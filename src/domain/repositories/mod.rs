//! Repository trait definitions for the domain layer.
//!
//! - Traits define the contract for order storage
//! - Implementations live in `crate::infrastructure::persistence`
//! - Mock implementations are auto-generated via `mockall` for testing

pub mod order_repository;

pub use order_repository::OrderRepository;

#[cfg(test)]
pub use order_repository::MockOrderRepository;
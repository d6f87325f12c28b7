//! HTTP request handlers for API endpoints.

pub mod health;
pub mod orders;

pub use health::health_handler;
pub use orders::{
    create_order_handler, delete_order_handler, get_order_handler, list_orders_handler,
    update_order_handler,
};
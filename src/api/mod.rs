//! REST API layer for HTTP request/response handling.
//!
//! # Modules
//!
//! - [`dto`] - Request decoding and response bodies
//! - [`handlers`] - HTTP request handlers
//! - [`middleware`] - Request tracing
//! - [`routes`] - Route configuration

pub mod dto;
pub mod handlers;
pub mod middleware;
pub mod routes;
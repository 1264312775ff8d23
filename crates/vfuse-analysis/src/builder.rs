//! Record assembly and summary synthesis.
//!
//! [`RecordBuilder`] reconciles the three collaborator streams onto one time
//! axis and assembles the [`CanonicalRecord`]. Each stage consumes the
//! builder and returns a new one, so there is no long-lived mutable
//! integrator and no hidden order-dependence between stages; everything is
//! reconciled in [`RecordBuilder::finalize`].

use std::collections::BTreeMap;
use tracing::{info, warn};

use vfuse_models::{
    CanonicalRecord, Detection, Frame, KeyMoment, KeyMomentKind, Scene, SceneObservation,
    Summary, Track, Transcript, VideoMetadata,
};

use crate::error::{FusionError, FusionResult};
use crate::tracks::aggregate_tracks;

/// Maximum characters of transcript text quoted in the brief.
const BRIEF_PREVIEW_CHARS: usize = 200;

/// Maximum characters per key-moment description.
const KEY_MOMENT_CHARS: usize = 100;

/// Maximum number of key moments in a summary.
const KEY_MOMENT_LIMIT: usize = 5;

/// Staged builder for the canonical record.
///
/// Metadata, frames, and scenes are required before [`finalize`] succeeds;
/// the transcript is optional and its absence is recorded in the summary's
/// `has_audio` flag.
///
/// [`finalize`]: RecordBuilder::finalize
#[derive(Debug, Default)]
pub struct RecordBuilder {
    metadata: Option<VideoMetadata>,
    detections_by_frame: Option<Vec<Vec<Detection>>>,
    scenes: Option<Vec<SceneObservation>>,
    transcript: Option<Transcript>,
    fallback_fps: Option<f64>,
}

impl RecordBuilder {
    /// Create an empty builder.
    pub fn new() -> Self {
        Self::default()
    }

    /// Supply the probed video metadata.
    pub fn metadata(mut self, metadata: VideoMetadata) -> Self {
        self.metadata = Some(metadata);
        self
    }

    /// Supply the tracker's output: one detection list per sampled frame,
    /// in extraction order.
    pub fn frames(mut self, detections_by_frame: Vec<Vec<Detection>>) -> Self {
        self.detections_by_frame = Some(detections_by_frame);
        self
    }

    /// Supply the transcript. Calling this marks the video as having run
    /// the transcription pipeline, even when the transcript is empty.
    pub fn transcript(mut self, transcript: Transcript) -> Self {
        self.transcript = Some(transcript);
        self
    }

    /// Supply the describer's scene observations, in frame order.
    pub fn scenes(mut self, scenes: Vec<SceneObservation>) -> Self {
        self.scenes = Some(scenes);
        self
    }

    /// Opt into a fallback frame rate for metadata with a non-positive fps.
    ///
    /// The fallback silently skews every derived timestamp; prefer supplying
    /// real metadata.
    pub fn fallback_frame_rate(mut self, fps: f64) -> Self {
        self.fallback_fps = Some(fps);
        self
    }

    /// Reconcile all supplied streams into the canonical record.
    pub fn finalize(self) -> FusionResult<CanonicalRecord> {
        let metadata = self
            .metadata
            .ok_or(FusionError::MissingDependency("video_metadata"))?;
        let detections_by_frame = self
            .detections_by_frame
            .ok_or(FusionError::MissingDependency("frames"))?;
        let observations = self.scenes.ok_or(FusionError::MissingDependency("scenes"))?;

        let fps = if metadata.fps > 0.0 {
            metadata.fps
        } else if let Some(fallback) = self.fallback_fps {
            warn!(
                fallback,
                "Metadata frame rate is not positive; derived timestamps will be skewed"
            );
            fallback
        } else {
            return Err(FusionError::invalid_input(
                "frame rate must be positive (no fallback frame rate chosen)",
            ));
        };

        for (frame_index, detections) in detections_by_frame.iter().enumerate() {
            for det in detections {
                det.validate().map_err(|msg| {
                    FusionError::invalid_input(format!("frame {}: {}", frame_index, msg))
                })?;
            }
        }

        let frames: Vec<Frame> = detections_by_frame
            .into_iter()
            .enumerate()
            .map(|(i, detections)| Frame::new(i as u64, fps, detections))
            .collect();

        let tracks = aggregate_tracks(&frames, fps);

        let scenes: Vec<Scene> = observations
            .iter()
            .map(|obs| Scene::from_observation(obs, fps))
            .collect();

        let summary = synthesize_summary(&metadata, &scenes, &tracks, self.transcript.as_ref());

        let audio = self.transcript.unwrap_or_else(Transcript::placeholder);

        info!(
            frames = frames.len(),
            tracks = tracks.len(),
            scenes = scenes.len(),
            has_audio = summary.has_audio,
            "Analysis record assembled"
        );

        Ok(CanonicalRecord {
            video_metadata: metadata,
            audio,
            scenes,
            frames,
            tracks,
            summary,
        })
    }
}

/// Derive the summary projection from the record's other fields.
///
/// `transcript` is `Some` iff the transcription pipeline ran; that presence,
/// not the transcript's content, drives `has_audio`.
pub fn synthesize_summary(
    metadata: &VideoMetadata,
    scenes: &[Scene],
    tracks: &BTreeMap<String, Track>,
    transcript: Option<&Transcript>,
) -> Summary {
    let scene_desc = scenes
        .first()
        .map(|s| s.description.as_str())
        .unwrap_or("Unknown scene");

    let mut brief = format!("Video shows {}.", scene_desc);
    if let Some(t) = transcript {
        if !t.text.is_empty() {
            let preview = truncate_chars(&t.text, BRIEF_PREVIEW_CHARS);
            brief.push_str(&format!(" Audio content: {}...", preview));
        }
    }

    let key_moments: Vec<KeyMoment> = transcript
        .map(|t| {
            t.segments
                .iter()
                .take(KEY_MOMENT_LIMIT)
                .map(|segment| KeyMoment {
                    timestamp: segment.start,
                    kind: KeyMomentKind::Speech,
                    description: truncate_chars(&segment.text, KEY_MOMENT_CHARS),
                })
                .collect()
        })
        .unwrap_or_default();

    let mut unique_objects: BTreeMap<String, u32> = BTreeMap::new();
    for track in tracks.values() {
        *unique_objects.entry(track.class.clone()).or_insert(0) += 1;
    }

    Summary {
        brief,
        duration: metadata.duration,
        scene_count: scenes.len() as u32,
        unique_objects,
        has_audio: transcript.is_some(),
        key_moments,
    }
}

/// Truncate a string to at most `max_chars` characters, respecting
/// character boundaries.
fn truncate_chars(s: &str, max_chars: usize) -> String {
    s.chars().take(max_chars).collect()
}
****************************************
Exercise instructions: Each line of the material that contains the string "format" has to be copied out.

Response to the exercise:
                    FusionError::invalid_input(format!("frame {}: {}", frame_index, msg))
    let mut brief = format!("Video shows {}.", scene_desc);
            brief.push_str(&format!(" Audio content: {}...", preview));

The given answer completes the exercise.